By Cari Frank
An email with the subject line “Patients Prefer High Cost Care” came through my inbox a few weeks ago. It was spurred by a recent study in Health Affairs revealing that patients would typically select a higher cost service like an MRI over a lower cost CT scan even after being educated on the marginal difference between the results.
As a part of CIVHC’s Colorado All Payer Claims Database team, I’m working to develop publicly available consumer information on cost and quality for health care services. The primary purpose of the patient focused information (planned for release by the end of 2013), and the Colorado APCD in general, is to provide transparent health care data to support driving the market towards low cost, high quality care.
So a study showing that insured consumers would select the most expensive procedures even when provided with transparent information about their effectiveness is disheartening to say the least.
Then I stopped and asked myself – if I were given those same two choices, would I have answered differently? I’m not sure I would have. Before my boss reads this and I have to start looking for another job, I’ll tell you why.
As a patient fortunate enough to have insurance, I equate it to being given the choice between a BMW and a Honda, but not having to pay for either one. I know because of my experience working in health care, that I am essentially “paying” for my health care, as is my employer. But even though premium costs continue to rise and I’ve had to assume more of the costs over the years, with a low deductible plan, I don’t have a direct out of pocket incentive to make a smart decision.
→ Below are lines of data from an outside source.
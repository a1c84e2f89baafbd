//! Stagerelay Server Library
//!
//! This library provides the core functionality for the Stagerelay server,
//! a real-time relay that fans game-state updates out to the players sharing
//! a stage.
//!
//! ## Modules
//!
//! - `config` - Server configuration management
//! - `error` - Error types and result definitions
//! - `game` - Packet handling and seasonal event state
//! - `metrics` - Connection count reporting
//! - `net` - Connection registry, broadcast and WebSocket transport
//! - `protocol` - Versioned binary packet protocol

pub mod config;
pub mod error;
pub mod game;
pub mod metrics;
pub mod net;
pub mod protocol;
pub mod state;

// Re-export commonly used types
pub use config::ServerConfig;
pub use error::{RelayError, Result};
pub use state::AppState;

/// Server version
pub const VERSION: &str = env!("CARGO_PKG_VERSION");
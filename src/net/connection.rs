//! Per-connection session state
//!
//! A `ConnectionState` lives exactly as long as its registry entry:
//! - Identity of the transport connection it belongs to (never the socket itself)
//! - The player announced on this connection, including their current stage
//! - A private send guard so writes to one socket never interleave
//! - A closed flag so in-flight fan-out can skip connections that went away

use std::fmt;
use std::sync::atomic::{AtomicBool, Ordering};
use std::time::{Duration, Instant};

use parking_lot::RwLock;
use tokio::sync::{Mutex, MutexGuard};
use tracing::debug;

/// Opaque identity of a transport connection
#[derive(Debug, Clone, Copy, PartialEq, Eq, Hash, PartialOrd, Ord)]
pub struct ConnectionId(pub u64);

impl fmt::Display for ConnectionId {
    fn fmt(&self, f: &mut fmt::Formatter<'_>) -> fmt::Result {
        write!(f, "#{}", self.0)
    }
}

/// A game stage (level/room). Broadcast scope is partitioned by stage.
#[derive(Debug, Clone, Copy, PartialEq, Eq, Hash, PartialOrd, Ord)]
pub struct Stage(pub i32);

impl fmt::Display for Stage {
    fn fmt(&self, f: &mut fmt::Formatter<'_>) -> fmt::Result {
        write!(f, "stage {}", self.0)
    }
}

/// Player announced on a connection
#[derive(Debug, Clone, PartialEq, Eq)]
pub struct Player {
    pub name: String,
    pub character: i32,
    /// `None` while the player is between stages
    pub stage: Option<Stage>,
}

impl Player {
    pub fn new(name: impl Into<String>, stage: Stage) -> Self {
        Self {
            name: name.into(),
            character: 0,
            stage: Some(stage),
        }
    }
}

/// Session record for one live connection
pub struct ConnectionState {
    /// Identity of the owning transport connection
    pub id: ConnectionId,
    /// Player on this connection (set by the game logic)
    player: RwLock<Option<Player>>,
    /// Serializes writes to this connection's socket
    send_lock: Mutex<()>,
    /// Set once the connection has left the registry
    closed: AtomicBool,
    /// Time the connection was registered
    pub connected_at: Instant,
}

impl ConnectionState {
    /// Create the state for a freshly connected socket
    pub fn new(id: ConnectionId) -> Self {
        Self {
            id,
            player: RwLock::new(None),
            send_lock: Mutex::new(()),
            closed: AtomicBool::new(false),
            connected_at: Instant::now(),
        }
    }

    /// Get a copy of the player, if one has been announced
    pub fn player(&self) -> Option<Player> {
        self.player.read().clone()
    }

    /// Check whether a player has been announced
    pub fn has_player(&self) -> bool {
        self.player.read().is_some()
    }

    /// Name of the player, if any
    pub fn player_name(&self) -> Option<String> {
        self.player.read().as_ref().map(|p| p.name.clone())
    }

    /// Set (or replace) the player on this connection
    pub fn set_player(&self, player: Player) {
        let old_stage = {
            let mut slot = self.player.write();
            let old = slot.as_ref().and_then(|p| p.stage);
            *slot = Some(player);
            old
        };
        debug!(
            connection_id = %self.id,
            old_stage = ?old_stage,
            new_stage = ?self.stage(),
            "Player set"
        );
    }

    /// Move the player to another stage (or off any stage).
    /// Returns false if no player has been announced.
    pub fn set_stage(&self, stage: Option<Stage>) -> bool {
        match self.player.write().as_mut() {
            Some(player) => {
                player.stage = stage;
                true
            }
            None => false,
        }
    }

    /// Current stage; `None` without a player or between stages
    pub fn stage(&self) -> Option<Stage> {
        self.player.read().as_ref().and_then(|p| p.stage)
    }

    /// True only if both connections have a player on the same stage
    pub fn shares_stage_with(&self, other: &ConnectionState) -> bool {
        match (self.stage(), other.stage()) {
            (Some(a), Some(b)) => a == b,
            _ => false,
        }
    }

    /// Acquire this connection's send guard.
    /// Waiters are served in FIFO order.
    pub async fn lock_send(&self) -> MutexGuard<'_, ()> {
        self.send_lock.lock().await
    }

    /// Check whether the connection has left the registry
    pub fn is_closed(&self) -> bool {
        self.closed.load(Ordering::SeqCst)
    }

    /// Mark the connection as gone
    pub fn mark_closed(&self) {
        self.closed.store(true, Ordering::SeqCst);
    }

    /// Time since the connection was registered
    pub fn uptime(&self) -> Duration {
        self.connected_at.elapsed()
    }
}

impl fmt::Debug for ConnectionState {
    fn fmt(&self, f: &mut fmt::Formatter<'_>) -> fmt::Result {
        f.debug_struct("ConnectionState")
            .field("id", &self.id)
            .field("player", &self.player())
            .field("closed", &self.is_closed())
            .field("uptime", &self.uptime())
            .finish()
    }
}

#[cfg(test)]
mod tests {
    use super::*;

    #[test]
    fn test_connection_creation() {
        let state = ConnectionState::new(ConnectionId(1));
        assert_eq!(state.id, ConnectionId(1));
        assert!(!state.has_player());
        assert_eq!(state.stage(), None);
        assert!(!state.is_closed());
    }

    #[test]
    fn test_set_player_and_stage() {
        let state = ConnectionState::new(ConnectionId(1));
        assert!(!state.set_stage(Some(Stage(4))));

        state.set_player(Player::new("Vinyl", Stage(2)));
        assert_eq!(state.stage(), Some(Stage(2)));
        assert_eq!(state.player_name().as_deref(), Some("Vinyl"));

        assert!(state.set_stage(Some(Stage(4))));
        assert_eq!(state.stage(), Some(Stage(4)));

        assert!(state.set_stage(None));
        assert_eq!(state.stage(), None);
        assert!(state.has_player());
    }

    #[test]
    fn test_shares_stage_with() {
        let a = ConnectionState::new(ConnectionId(1));
        let b = ConnectionState::new(ConnectionId(2));

        // Neither side has a player
        assert!(!a.shares_stage_with(&b));

        a.set_player(Player::new("a", Stage(1)));
        assert!(!a.shares_stage_with(&b));
        assert!(!b.shares_stage_with(&a));

        b.set_player(Player::new("b", Stage(1)));
        assert!(a.shares_stage_with(&b));

        b.set_stage(Some(Stage(2)));
        assert!(!a.shares_stage_with(&b));

        // Both between stages does not count as the same stage
        a.set_stage(None);
        b.set_stage(None);
        assert!(!a.shares_stage_with(&b));
    }

    #[test]
    fn test_mark_closed() {
        let state = ConnectionState::new(ConnectionId(9));
        state.mark_closed();
        assert!(state.is_closed());
    }

    #[test]
    fn test_display() {
        assert_eq!(ConnectionId(7).to_string(), "#7");
        assert_eq!(Stage(3).to_string(), "stage 3");
    }

    #[test]
    fn test_send_lock_waiters_are_fifo() {
        use tokio_test::{assert_pending, assert_ready, task};

        let state = ConnectionState::new(ConnectionId(1));
        let guard = tokio_test::block_on(state.lock_send());

        let mut first = task::spawn(state.lock_send());
        let mut second = task::spawn(state.lock_send());
        assert_pending!(first.poll());
        assert_pending!(second.poll());

        drop(guard);
        assert!(first.is_woken());
        let first_guard = assert_ready!(first.poll());
        assert_pending!(second.poll());

        drop(first_guard);
        assert_ready!(second.poll());
    }

    #[tokio::test]
    async fn test_send_lock_is_exclusive() {
        let state = ConnectionState::new(ConnectionId(1));
        let guard = state.lock_send().await;
        assert!(state.send_lock.try_lock().is_err());
        drop(guard);
        assert!(state.send_lock.try_lock().is_ok());
    }
}
//! Server-side seasonal event state

use tracing::info;

use crate::config::PhaseConfig;
use crate::protocol::xmas::{XmasPhase, XmasPhaseModifications, XmasServerEventStatusPacket};

/// Current phases of the seasonal event
#[derive(Debug, Clone, Default, PartialEq, Eq)]
pub struct XmasEventState {
    phases: Vec<XmasPhase>,
}

impl XmasEventState {
    /// Seed the event from configured phases; the first phase starts active
    pub fn from_config(phases: &[PhaseConfig]) -> Self {
        let phases = phases
            .iter()
            .enumerate()
            .map(|(index, config)| XmasPhase {
                active: index == 0,
                gifts_collected: 0,
                gifts_goal: config.gifts_goal,
                activate_phase_automatically: config.activate_automatically,
            })
            .collect();
        Self { phases }
    }

    pub fn phases(&self) -> &[XmasPhase] {
        &self.phases
    }

    /// Apply modifications index by index. Modifications past the last
    /// phase create new default phases before being applied.
    pub fn apply(&mut self, modifications: &[XmasPhaseModifications]) {
        if modifications.len() > self.phases.len() {
            self.phases.resize(modifications.len(), XmasPhase::default());
        }
        for (phase, modification) in self.phases.iter_mut().zip(modifications) {
            modification.apply_to(phase);
        }
    }

    /// Count a collected gift toward the first active phase.
    ///
    /// A phase that reaches its goal deactivates and hands over to the next
    /// phase if that phase activates automatically. Returns false if no
    /// phase is active.
    pub fn collect_gift(&mut self) -> bool {
        let Some(index) = self.phases.iter().position(|p| p.active) else {
            return false;
        };

        let phase = &mut self.phases[index];
        phase.gifts_collected = phase.gifts_collected.saturating_add(1);
        if !phase.is_complete() {
            return true;
        }

        phase.active = false;
        info!(phase = index, goal = phase.gifts_goal, "Event phase completed");

        if let Some(next) = self.phases.get_mut(index + 1) {
            if next.activate_phase_automatically {
                next.active = true;
                info!(phase = index + 1, "Event phase activated");
            }
        }
        true
    }

    /// Snapshot packet sent to clients
    pub fn status_packet(&self) -> XmasServerEventStatusPacket {
        XmasServerEventStatusPacket {
            phases: self.phases.clone(),
        }
    }
}

#[cfg(test)]
mod tests {
    use super::*;
    use pretty_assertions::assert_eq;

    fn two_phase_event() -> XmasEventState {
        XmasEventState::from_config(&[
            PhaseConfig {
                gifts_goal: 2,
                activate_automatically: false,
            },
            PhaseConfig {
                gifts_goal: 5,
                activate_automatically: true,
            },
        ])
    }

    #[test]
    fn test_from_config() {
        let event = two_phase_event();
        assert_eq!(event.phases().len(), 2);
        assert!(event.phases()[0].active);
        assert!(!event.phases()[1].active);
        assert!(event.phases()[1].activate_phase_automatically);
    }

    #[test]
    fn test_collect_gift_advances_phase() {
        let mut event = two_phase_event();

        assert!(event.collect_gift());
        assert_eq!(event.phases()[0].gifts_collected, 1);
        assert!(event.phases()[0].active);

        assert!(event.collect_gift());
        assert!(!event.phases()[0].active);
        assert!(event.phases()[1].active);

        assert!(event.collect_gift());
        assert_eq!(event.phases()[1].gifts_collected, 1);
    }

    #[test]
    fn test_collect_gift_without_auto_activation() {
        let mut event = XmasEventState::from_config(&[
            PhaseConfig {
                gifts_goal: 1,
                activate_automatically: false,
            },
            PhaseConfig {
                gifts_goal: 1,
                activate_automatically: false,
            },
        ]);

        assert!(event.collect_gift());
        assert!(event.phases().iter().all(|p| !p.active));
        assert!(!event.collect_gift());
    }

    #[test]
    fn test_apply_is_per_field() {
        let mut event = two_phase_event();
        event.apply(&[XmasPhaseModifications {
            modify_gifts_goal: true,
            phase: XmasPhase {
                active: false,
                gifts_collected: 77,
                gifts_goal: 10,
                activate_phase_automatically: true,
            },
            ..Default::default()
        }]);

        let first = event.phases()[0];
        assert_eq!(first.gifts_goal, 10);
        assert!(first.active);
        assert_eq!(first.gifts_collected, 0);
        assert!(!first.activate_phase_automatically);
        // untouched
        assert_eq!(event.phases()[1].gifts_goal, 5);
    }

    #[test]
    fn test_apply_extends_phases() {
        let mut event = XmasEventState::default();
        event.apply(&[
            XmasPhaseModifications::default(),
            XmasPhaseModifications {
                modify_active: true,
                phase: XmasPhase {
                    active: true,
                    ..Default::default()
                },
                ..Default::default()
            },
        ]);

        assert_eq!(
            event.phases(),
            &[
                XmasPhase::default(),
                XmasPhase {
                    active: true,
                    ..Default::default()
                }
            ]
        );
    }

    #[test]
    fn test_status_packet() {
        let event = two_phase_event();
        assert_eq!(event.status_packet().phases, event.phases().to_vec());
    }
}
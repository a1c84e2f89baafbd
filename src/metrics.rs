//! Connection count reporting

use std::sync::atomic::{AtomicUsize, Ordering};

use tracing::info;

/// Receives the live connection count after every connect/disconnect
pub trait ConnectionMetrics: Send + Sync {
    fn update_connections(&self, count: usize);
}

/// Gauge that keeps the current and peak connection counts and logs changes
#[derive(Debug, Default)]
pub struct ConnectionGauge {
    current: AtomicUsize,
    peak: AtomicUsize,
}

impl ConnectionGauge {
    pub fn new() -> Self {
        Self::default()
    }

    /// Last reported connection count
    pub fn current(&self) -> usize {
        self.current.load(Ordering::SeqCst)
    }

    /// Highest count reported since startup
    pub fn peak(&self) -> usize {
        self.peak.load(Ordering::SeqCst)
    }
}

impl ConnectionMetrics for ConnectionGauge {
    fn update_connections(&self, count: usize) {
        self.current.store(count, Ordering::SeqCst);
        let peak = self.peak.fetch_max(count, Ordering::SeqCst).max(count);
        info!(connections = count, peak = peak, "Connection count updated");
    }
}
//! Transport abstraction module
//!
//! The registry only needs one thing from the socket layer: an asynchronous
//! `send(identity, frame)`. `WebSocketTransport` provides it for browser-style
//! WebSocket clients by giving every socket a bounded outbound queue drained
//! by its own writer task.

use std::sync::atomic::{AtomicU64, Ordering};
use std::sync::Arc;

use bytes::Bytes;
use dashmap::DashMap;
use futures_util::future::{self, BoxFuture};
use futures_util::{Sink, SinkExt};
use tokio::sync::mpsc::{self, error::TrySendError};
use tokio::sync::Notify;
use tokio::task::JoinHandle;
use tokio_tungstenite::tungstenite::{Error as WsError, Message};
use tracing::{debug, trace, warn};

use crate::error::{NetworkError, RelayError, Result};
use crate::net::connection::ConnectionId;

/// Outbound half of the transport collaborator
pub trait Transport: Send + Sync {
    /// Write one frame to the connection.
    ///
    /// The registry awaits this while holding the target's send guard, so an
    /// implementation must not wait on the remote end draining its socket.
    fn send(&self, id: ConnectionId, frame: Bytes) -> BoxFuture<'_, Result<()>>;
}

/// Write side of one registered socket
struct Peer {
    /// Outbound queue drained by the writer task
    tx: mpsc::Sender<Message>,
    /// Writer task owning the socket's sink
    writer: JoinHandle<()>,
    /// Fired when the peer is dropped for not draining its queue
    stalled: Arc<Notify>,
}

/// WebSocket transport for browser and game clients
pub struct WebSocketTransport {
    /// Write side of every open socket
    peers: DashMap<ConnectionId, Peer>,
    /// Next connection id to assign
    next_id: AtomicU64,
    /// Capacity of each outbound queue
    queue_size: usize,
}

impl WebSocketTransport {
    /// Create a transport whose per-socket queues hold `queue_size` frames
    pub fn new(queue_size: usize) -> Self {
        Self {
            peers: DashMap::new(),
            next_id: AtomicU64::new(1),
            queue_size: queue_size.max(1),
        }
    }

    /// Take ownership of a socket's write half and assign it an identity.
    ///
    /// A writer task drains the socket's queue until it is unregistered or
    /// the socket errors.
    pub fn register<S>(&self, sink: S) -> ConnectionId
    where
        S: Sink<Message, Error = WsError> + Unpin + Send + 'static,
    {
        let id = ConnectionId(self.next_id.fetch_add(1, Ordering::SeqCst));
        let (tx, mut rx) = mpsc::channel::<Message>(self.queue_size);

        let writer = tokio::spawn(async move {
            let mut sink = sink;
            while let Some(message) = rx.recv().await {
                if let Err(e) = sink.send(message).await {
                    debug!(connection_id = %id, error = %e, "WebSocket write failed");
                    break;
                }
            }
            if let Err(e) = sink.close().await {
                trace!(connection_id = %id, error = %e, "Error closing WebSocket sink");
            }
        });

        self.peers.insert(
            id,
            Peer {
                tx,
                writer,
                stalled: Arc::new(Notify::new()),
            },
        );
        id
    }

    /// Drop a socket's queue; its writer task flushes what is left and
    /// closes the sink
    pub fn unregister(&self, id: ConnectionId) {
        self.peers.remove(&id);
    }

    /// Signal fired if `id` is dropped for letting its queue fill up.
    ///
    /// The connection handler waits on it to end the read loop.
    pub fn stall_signal(&self, id: ConnectionId) -> Option<Arc<Notify>> {
        self.peers.get(&id).map(|peer| peer.stalled.clone())
    }

    /// Number of sockets with an open queue
    pub fn peer_count(&self) -> usize {
        self.peers.len()
    }

    fn try_enqueue(&self, id: ConnectionId, frame: Bytes) -> Result<()> {
        // tungstenite 0.21 messages own their payload, so every target gets
        // its own copy of the shared frame here
        let outcome = match self.peers.get(&id) {
            Some(peer) => peer.tx.try_send(Message::Binary(frame.to_vec())),
            None => return Err(NetworkError::UnknownConnection(id).into()),
        };

        match outcome {
            Ok(()) => Ok(()),
            Err(TrySendError::Full(_)) => {
                self.drop_stalled(id);
                Err(RelayError::Network(NetworkError::WriteBufferFull))
            }
            Err(TrySendError::Closed(_)) => {
                Err(RelayError::Network(NetworkError::ConnectionClosed))
            }
        }
    }

    /// Forget a peer that stopped draining its queue. The writer task is
    /// aborted since it is parked on a socket that will not accept more.
    fn drop_stalled(&self, id: ConnectionId) {
        if let Some((_, peer)) = self.peers.remove(&id) {
            warn!(
                connection_id = %id,
                queue_size = self.queue_size,
                "Outbound queue full, dropping connection"
            );
            peer.writer.abort();
            peer.stalled.notify_one();
        }
    }
}

impl Transport for WebSocketTransport {
    fn send(&self, id: ConnectionId, frame: Bytes) -> BoxFuture<'_, Result<()>> {
        Box::pin(future::ready(self.try_enqueue(id, frame)))
    }
}
//! Protocol module
//!
//! This module contains the relay's binary packet protocol:
//! - Packet envelope, version dispatch and the packet registry
//! - Stage membership and relay packets
//! - Seasonal event packets

pub mod packets;
pub mod stage;
pub mod xmas;

pub use packets::{Packet, VersionedPacket};
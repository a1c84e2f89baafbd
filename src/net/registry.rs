//! Connection registry and broadcast engine
//!
//! Owns the set of live connections and drives their lifecycle:
//! - connect: register a fresh `ConnectionState`, report the new count
//! - message: decode the frame and hand it to the game logic
//! - disconnect: drop the state, tell the game logic, report the new count
//!
//! Locking is two-tier. One mutex guards membership of the map and is only
//! held to insert, remove or snapshot entries, never across a network write.
//! Every connection has its own send guard, so a slow socket only delays
//! writes to itself. Fan-out encodes a packet once and writes the shared
//! frame to every target concurrently.

use std::collections::HashMap;
use std::sync::Arc;

use bytes::Bytes;
use futures_util::future::join_all;
use parking_lot::Mutex;
use tracing::{debug, info, trace, warn};

use crate::error::{NetworkError, RelayError, Result};
use crate::game::{Dispatch, GameLogic};
use crate::metrics::ConnectionMetrics;
use crate::net::buffer::MAX_PACKET_SIZE;
use crate::net::connection::{ConnectionId, ConnectionState};
use crate::net::transport::Transport;
use crate::protocol::Packet;

/// Registry of live connections
pub struct ConnectionRegistry {
    /// Connection identity -> session state
    connections: Mutex<HashMap<ConnectionId, Arc<ConnectionState>>>,
    /// Outbound write primitive
    transport: Arc<dyn Transport>,
    /// Connection count sink
    metrics: Arc<dyn ConnectionMetrics>,
    /// Packet interpretation and cross-connection state
    logic: Arc<dyn GameLogic>,
    /// Largest inbound frame accepted for decoding
    max_message_size: usize,
}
So why not choose a BMW (MRI) even though I know it’s a luxury and will get me where I need to go just like the Honda (CT scan)?
The Health Affairs article points to several barriers preventing patients from wanting to consider costs when making health care decisions including wanting the best care regardless of price and “deserving” the best because they pay every month for insurance. Other research shows that more education is needed because most consumers don’t realize variation in health care prices exists, and even when they are aware of the difference, they think the higher priced services must inherently be better.
National exposure like the recent JAMA article demonstrating a nearly $100,000 price difference for hip surgeries and the Time Magazine piece identifying exorbitant price mark ups certainly help in the effort to educate consumers that unnecessary variation in health care costs exists. And thankfully health care cost and quality information is becoming more available as other states across the country are developing APCDs like cohealthdata.org.
However, until patients and providers are both incentivized to select the lowest cost, highest quality services, providing information may not be enough to see the changes that our system needs. Payment reform programs like bundled payments and Accountable Care Organizations begin to align incentives on the provider side to lower cost and improve quality. Provider engagement is essential since many patients rely on the expert advice of their physician, but patients have to be at the table ready to make a smart decision too. The trend towards high deductible employer-based plans is increasing the number of consumers with a financial incentive to choose high value providers and services. But only a handful of programs like Engaged Benefit Design here in Colorado provide direct financial incentives to patients to be wise consumers in partnership with their doctor.
I believe we’ll reach the Holy Grail and consumers will truly drive the market when three essential elements come together: transparent data is readily available, insurance benefits and provider payments put financial responsibility on both patients and clinicians, and widespread education makes it a social norm for consumers to shop wisely for health care services.